Among the entries, find each line that includes the string "Style" and list it.

— Stored data —
################
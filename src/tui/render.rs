//! Visualization rendering
//!
//! Draws the controller state on a canvas of 400×400 logical units: the
//! left stick as a circle offset from the left-quadrant center, the right
//! stick from the right-quadrant center, and one square per button along
//! the bottom. Canvas y grows upward, so the screen-space geometry of the
//! original layout is flipped about the horizontal midline.

use ratatui::layout::{Constraint, Direction, Layout, Rect};
use ratatui::style::{Color, Style};
use ratatui::text::{Line, Span};
use ratatui::widgets::canvas::{Canvas, Circle, Context, Line as CanvasLine, Rectangle};
use ratatui::widgets::{Block, Borders, Paragraph};
use ratatui::Frame;

use super::SessionStatus;
use crate::controller::InputState;

/// Logical canvas width
pub const CANVAS_WIDTH: f64 = 400.0;

/// Logical canvas height
pub const CANVAS_HEIGHT: f64 = 400.0;

/// Stick marker radius
const STICK_RADIUS: f64 = 20.0;

/// Button square edge length
const BUTTON_SIZE: f64 = 30.0;

/// Horizontal distance between button squares
const BUTTON_SPACING: f64 = 40.0;

const LEFT_STICK_COLOR: Color = Color::Rgb(0, 128, 255);
const LEFT_LINE_COLOR: Color = Color::Rgb(200, 200, 200);
const RIGHT_STICK_COLOR: Color = Color::Rgb(255, 128, 0);
const RIGHT_LINE_COLOR: Color = Color::Rgb(255, 180, 80);
const BUTTON_PRESSED_COLOR: Color = Color::Rgb(0, 200, 0);
const BUTTON_RELEASED_COLOR: Color = Color::Rgb(100, 100, 100);

/// A stick indicator: quadrant center and deflected tip, in canvas coordinates
#[derive(Debug, Clone, Copy, PartialEq)]
pub struct StickMarker {
    pub center: (f64, f64),
    pub tip: (f64, f64),
}

/// Render the entire frame: canvas plus status bar
pub fn render(frame: &mut Frame, state: &InputState, status: &SessionStatus) {
    let chunks = Layout::default()
        .direction(Direction::Vertical)
        .constraints([
            Constraint::Min(10),   // Canvas
            Constraint::Length(3), // Status bar
        ])
        .split(frame.area());

    render_canvas(frame, state, chunks[0]);
    render_status_bar(frame, status, chunks[1]);
}

/// Render the controller canvas
fn render_canvas(frame: &mut Frame, state: &InputState, area: Rect) {
    let canvas = Canvas::default()
        .block(Block::default().borders(Borders::ALL).title(" Controller "))
        .x_bounds([0.0, CANVAS_WIDTH])
        .y_bounds([0.0, CANVAS_HEIGHT])
        .paint(|ctx| {
            if let Some(marker) = left_stick_marker(&state.axes) {
                draw_stick(ctx, marker, LEFT_LINE_COLOR, LEFT_STICK_COLOR);
            }

            if let Some(marker) = right_stick_marker(&state.axes) {
                draw_stick(ctx, marker, RIGHT_LINE_COLOR, RIGHT_STICK_COLOR);
            }

            for (index, &pressed) in state.buttons.iter().enumerate() {
                ctx.draw(&button_rect(index, pressed));
            }
        });

    frame.render_widget(canvas, area);
}

/// Draw one stick marker: connecting line from center to tip, then the tip circle
fn draw_stick(ctx: &mut Context, marker: StickMarker, line_color: Color, stick_color: Color) {
    ctx.draw(&CanvasLine {
        x1: marker.center.0,
        y1: marker.center.1,
        x2: marker.tip.0,
        y2: marker.tip.1,
        color: line_color,
    });
    ctx.draw(&Circle {
        x: marker.tip.0,
        y: marker.tip.1,
        radius: STICK_RADIUS,
        color: stick_color,
    });
}

/// Left stick indicator for axes 0..=1, if present
///
/// Anchored at the left-quadrant center (W/4, H/2), deflected by
/// (a0·W/6, a1·H/3). Positive axis y means "stick down", which is a smaller
/// canvas y.
pub fn left_stick_marker(axes: &[f32]) -> Option<StickMarker> {
    if axes.len() < 2 {
        return None;
    }
    Some(stick_marker(CANVAS_WIDTH / 4.0, axes[0], axes[1]))
}

/// Right stick indicator for axes 2..=3, if present
pub fn right_stick_marker(axes: &[f32]) -> Option<StickMarker> {
    if axes.len() < 4 {
        return None;
    }
    Some(stick_marker(3.0 * CANVAS_WIDTH / 4.0, axes[2], axes[3]))
}

fn stick_marker(center_x: f64, ax: f32, ay: f32) -> StickMarker {
    let center_y = CANVAS_HEIGHT / 2.0;
    StickMarker {
        center: (center_x, center_y),
        tip: (
            center_x + ax as f64 * CANVAS_WIDTH / 6.0,
            center_y - ay as f64 * CANVAS_HEIGHT / 3.0,
        ),
    }
}

/// Square for button `index` in the bottom row
///
/// In screen terms the row starts 40 logical units above the bottom edge,
/// spaced 40 units apart from x = 40. With canvas y growing upward the
/// squares span canvas y 10..=40.
pub fn button_rect(index: usize, pressed: bool) -> Rectangle {
    Rectangle {
        x: BUTTON_SPACING + index as f64 * BUTTON_SPACING,
        y: BUTTON_SPACING - BUTTON_SIZE,
        width: BUTTON_SIZE,
        height: BUTTON_SIZE,
        color: if pressed {
            BUTTON_PRESSED_COLOR
        } else {
            BUTTON_RELEASED_COLOR
        },
    }
}

/// Render the status bar
fn render_status_bar(frame: &mut Frame, status: &SessionStatus, area: Rect) {
    let telemetry = match &status.last_telemetry {
        Some(values) => format!(
            "[{}]",
            values
                .iter()
                .map(|v| format!("{:.2}", v))
                .collect::<Vec<_>>()
                .join(", ")
        ),
        None => "-".to_string(),
    };

    let status_line = Line::from(vec![
        Span::styled(&status.controller, Style::default().fg(Color::Cyan)),
        Span::raw(" → "),
        Span::styled(&status.port, Style::default().fg(Color::Green)),
        Span::raw(format!(" | frames: {}", status.frames_sent)),
        Span::raw(format!(" | telemetry: {}", telemetry)),
        Span::raw(" | "),
        Span::styled("q quit", Style::default().fg(Color::DarkGray)),
    ]);

    let block = Block::default().borders(Borders::ALL);
    let inner = block.inner(area);
    frame.render_widget(block, area);
    frame.render_widget(Paragraph::new(status_line), inner);
}

#[cfg(test)]
mod tests {
    use super::*;

    #[test]
    fn test_no_markers_below_two_axes() {
        assert_eq!(left_stick_marker(&[]), None);
        assert_eq!(left_stick_marker(&[0.5]), None);
        assert_eq!(right_stick_marker(&[0.5]), None);
    }

    #[test]
    fn test_exactly_two_axes_draws_left_only() {
        let axes = [0.5, -0.5];
        assert!(left_stick_marker(&axes).is_some());
        assert_eq!(right_stick_marker(&axes), None);
    }

    #[test]
    fn test_four_axes_draws_both() {
        let axes = [0.0, 0.0, 0.0, 0.0];
        assert!(left_stick_marker(&axes).is_some());
        assert!(right_stick_marker(&axes).is_some());
    }

    #[test]
    fn test_centered_axes_put_tip_on_center() {
        let marker = left_stick_marker(&[0.0, 0.0]).unwrap();
        assert_eq!(marker.tip, marker.center);
        assert_eq!(marker.center, (100.0, 200.0));

        let marker = right_stick_marker(&[0.0, 0.0, 0.0, 0.0]).unwrap();
        assert_eq!(marker.center, (300.0, 200.0));
    }

    #[test]
    fn test_full_deflection_scaling() {
        // Full right: W/6 to the right of the quadrant center
        let marker = left_stick_marker(&[1.0, 0.0]).unwrap();
        assert!((marker.tip.0 - (100.0 + 400.0 / 6.0)).abs() < 1e-9);
        assert_eq!(marker.tip.1, 200.0);
    }

    #[test]
    fn test_stick_down_lowers_canvas_y() {
        // Positive axis y is "stick down"; canvas y grows upward
        let marker = left_stick_marker(&[0.0, 1.0]).unwrap();
        assert!(marker.tip.1 < marker.center.1);
        assert!((marker.tip.1 - (200.0 - 400.0 / 3.0)).abs() < 1e-9);
    }

    #[test]
    fn test_button_row_positions() {
        let first = button_rect(0, false);
        assert_eq!(first.x, 40.0);
        assert_eq!(first.y, 10.0);
        assert_eq!(first.width, 30.0);
        assert_eq!(first.height, 30.0);

        let second = button_rect(1, false);
        assert_eq!(second.x, 80.0);
        assert_eq!(second.y, first.y);
    }

    #[test]
    fn test_button_colors_track_pressed_state() {
        assert_eq!(button_rect(0, true).color, BUTTON_PRESSED_COLOR);
        assert_eq!(button_rect(0, false).color, BUTTON_RELEASED_COLOR);
    }
}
################
— Exercise answer —
use ratatui::style::{Color, Style};
        Span::styled(&status.controller, Style::default().fg(Color::Cyan)),
        Span::styled(&status.port, Style::default().fg(Color::Green)),
        Span::styled("q quit", Style::default().fg(Color::DarkGray)),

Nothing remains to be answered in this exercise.